This project contains sample utility notebooks/scripts for performing batch operations in Microsoft Purview.
- Azure Purview CLI
1- Extract the following asset details from Purview into CSV files: (Notebook: Extract Purview Assets) If extract_schema_level_details is False, the export file will have data only at the asset level. If extract_schema_level_details is True, the file will contain rows for each asset and if the asset has a schema, the details of schema will be populated after asset row. This will take a considerably longer time to generate.
- name
- qualifiedName
- classification (Pipe separated)(configurable)
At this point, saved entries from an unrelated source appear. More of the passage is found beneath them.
use std::io::Cursor;
use std::path::Path;

use anyhow::Context;

use crate::assets::color::Color;
use crate::foundation::error::{MapleError, MapleResult};
use crate::foundation::math::{premul_over_px, premultiply_rgba8_in_place, unpremultiply_rgba8_in_place};

/// Largest width or height accepted for any raster.
pub const MAX_RASTER_DIM: u32 = 16_384;

/// A raster surface as RGBA8 pixels.
///
/// Pixels are **premultiplied alpha**, tightly packed, row-major. Both decoded source sprites and
/// rendered outputs use this type.
#[derive(Clone, Debug, PartialEq, Eq)]
pub struct RasterImage {
    /// Width in pixels.
    pub width: u32,
    /// Height in pixels.
    pub height: u32,
    /// Premultiplied RGBA8 bytes.
    pub data: Vec<u8>,
}

impl RasterImage {
    /// Allocate a fully transparent raster.
    pub fn new(width: u32, height: u32) -> MapleResult<Self> {
        check_dims(width, height)?;
        Ok(Self {
            width,
            height,
            data: vec![0; (width as usize) * (height as usize) * 4],
        })
    }

    /// Allocate a raster filled with `color`.
    pub fn filled(width: u32, height: u32, color: Color) -> MapleResult<Self> {
        let mut out = Self::new(width, height)?;
        out.fill(color);
        Ok(out)
    }

    /// Wrap already-premultiplied bytes.
    pub fn from_premul(width: u32, height: u32, data: Vec<u8>) -> MapleResult<Self> {
        check_dims(width, height)?;
        if data.len() != (width as usize) * (height as usize) * 4 {
            return Err(MapleError::validation(format!(
                "raster byte len {} does not match {width}x{height}",
                data.len()
            )));
        }
        Ok(Self {
            width,
            height,
            data,
        })
    }

    /// Convert a straight-alpha `image` buffer.
    pub fn from_rgba_image(img: image::RgbaImage) -> MapleResult<Self> {
        let (width, height) = img.dimensions();
        let mut data = img.into_raw();
        premultiply_rgba8_in_place(&mut data);
        Self::from_premul(width, height, data)
    }

    /// Return `true` when the raster has no pixels.
    pub fn is_empty(&self) -> bool {
        self.width == 0 || self.height == 0
    }

    fn index(&self, x: u32, y: u32) -> usize {
        ((y as usize) * (self.width as usize) + (x as usize)) * 4
    }

    /// Premultiplied pixel at `(x, y)`; transparent outside the raster.
    pub fn pixel(&self, x: u32, y: u32) -> [u8; 4] {
        if x >= self.width || y >= self.height {
            return [0, 0, 0, 0];
        }
        let i = self.index(x, y);
        [self.data[i], self.data[i + 1], self.data[i + 2], self.data[i + 3]]
    }

    pub(crate) fn put_pixel(&mut self, x: u32, y: u32, px: [u8; 4]) {
        if x >= self.width || y >= self.height {
            return;
        }
        let i = self.index(x, y);
        self.data[i..i + 4].copy_from_slice(&px);
    }

    pub(crate) fn blend_pixel(&mut self, x: u32, y: u32, px: [u8; 4]) {
        if x >= self.width || y >= self.height {
            return;
        }
        let i = self.index(x, y);
        let dst = [self.data[i], self.data[i + 1], self.data[i + 2], self.data[i + 3]];
        self.data[i..i + 4].copy_from_slice(&premul_over_px(dst, px));
    }

    /// Replace every pixel with `color`.
    pub fn fill(&mut self, color: Color) {
        let px = color.to_rgba8_premul().to_array();
        for d in self.data.chunks_exact_mut(4) {
            d.copy_from_slice(&px);
        }
    }

    /// Source-over `color` into the rectangle, clipped to the raster.
    pub fn fill_rect(&mut self, x: i64, y: i64, width: u32, height: u32, color: Color) {
        let px = color.to_rgba8_premul().to_array();
        let x0 = x.clamp(0, i64::from(self.width)) as u32;
        let y0 = y.clamp(0, i64::from(self.height)) as u32;
        let x1 = (x + i64::from(width)).clamp(0, i64::from(self.width)) as u32;
        let y1 = (y + i64::from(height)).clamp(0, i64::from(self.height)) as u32;
        for yy in y0..y1 {
            for xx in x0..x1 {
                self.blend_pixel(xx, yy, px);
            }
        }
    }

    /// Source-over `src` with its top-left corner at `(x, y)`, clipped to the raster.
    pub fn composite_over(&mut self, src: &RasterImage, x: i64, y: i64) {
        for sy in 0..src.height {
            let dy = y + i64::from(sy);
            if dy < 0 || dy >= i64::from(self.height) {
                continue;
            }
            for sx in 0..src.width {
                let dx = x + i64::from(sx);
                if dx < 0 || dx >= i64::from(self.width) {
                    continue;
                }
                self.blend_pixel(dx as u32, dy as u32, src.pixel(sx, sy));
            }
        }
    }

    /// Copy of the raster mirrored around its vertical centre line.
    pub fn mirrored_horizontal(&self) -> RasterImage {
        let mut out = self.clone();
        for y in 0..self.height {
            for x in 0..self.width {
                out.put_pixel(self.width - 1 - x, y, self.pixel(x, y));
            }
        }
        out
    }

    /// Copy of a sub-rectangle, clipped to the raster.
    pub fn region(&self, x: u32, y: u32, width: u32, height: u32) -> RasterImage {
        let x1 = x.saturating_add(width).min(self.width);
        let y1 = y.saturating_add(height).min(self.height);
        let w = x1.saturating_sub(x);
        let h = y1.saturating_sub(y);
        let mut data = Vec::with_capacity((w as usize) * (h as usize) * 4);
        for yy in y..y.saturating_add(h) {
            for xx in x..x.saturating_add(w) {
                data.extend_from_slice(&self.pixel(xx, yy));
            }
        }
        RasterImage {
            width: w,
            height: h,
            data,
        }
    }

    /// Straight-alpha copy suitable for encoders.
    pub fn to_rgba_image(&self) -> MapleResult<image::RgbaImage> {
        let mut straight = self.data.clone();
        unpremultiply_rgba8_in_place(&mut straight);
        image::RgbaImage::from_raw(self.width, self.height, straight)
            .ok_or_else(|| MapleError::validation("raster buffer does not match its dimensions"))
    }

    /// Encode as PNG bytes.
    pub fn encode_png(&self) -> MapleResult<Vec<u8>> {
        let img = self.to_rgba_image()?;
        let mut buf = Vec::new();
        image::DynamicImage::ImageRgba8(img)
            .write_to(&mut Cursor::new(&mut buf), image::ImageFormat::Png)
            .context("encode png")?;
        Ok(buf)
    }

    /// Encode as PNG and write to `path`, creating parent directories.
    pub fn save_png(&self, path: impl AsRef<Path>) -> MapleResult<()> {
        let path = path.as_ref();
        if let Some(parent) = path.parent().filter(|p| !p.as_os_str().is_empty()) {
            std::fs::create_dir_all(parent)
                .with_context(|| format!("create output dir '{}'", parent.display()))?;
        }
        let bytes = self.encode_png()?;
        std::fs::write(path, bytes).with_context(|| format!("write png '{}'", path.display()))?;
        Ok(())
    }
}

fn check_dims(width: u32, height: u32) -> MapleResult<()> {
    if width > MAX_RASTER_DIM || height > MAX_RASTER_DIM {
        return Err(MapleError::validation(format!(
            "raster size too large: {width}x{height} (max {MAX_RASTER_DIM}x{MAX_RASTER_DIM})"
        )));
    }
    Ok(())
}

#[cfg(test)]
#[path = "../../tests/unit/render/raster.rs"]
mod tests;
- term (Pipe separated) (configurable)
- description
- entityType
- id (Guid)
- certifiedBy
2- Generate a PowerShell script of CLI commands and paylod files to update Purview assets (Notebook: UpdateAssetLevelMetadata)
Previously Extracted CSV from above or any other CSV in this format, can be further enriched with a Pipe separated (configurable) business glossary formal names, asset description and classifications. This notebook will use the enriched file to generate 3 PowerShell scripts. One will update asset description and the other 2 will update business glossary terms and classifications assignment.
Once UpdateAssetLevelMetadata notebook is run, by default a folder will be created with this pattern {PurviewAccountName}_update
which will host the PowerShell files along with all required .json payload files.
For safty reasons PowerShell files will have .ps1_ and will have to be renamed to .ps1.
The PowerShell file will include lines to set the environment variables which it read from .env file except for AZURE_CLIENT_SECRET. This value will have to be populated before the script can run.
This will not remove existing term assignments but will overwrite description for assets
--
Setup.ipynb notebook contains configuration options. provide a path for root_working_folder and the rest can be defaults. The notebook will create a folder called ephemeral with a few .json transiant files to be used with CLI commands.
You will need to create a .env file in the root working folder and add the following lines to it.
PURVIEW_NAME="Purview Account Name"
AZURE_CLIENT_ID="Your client ID"
AZURE_TENANT_ID="Your tenant ID"
AZURE_CLIENT_SECRET="Your Client secret"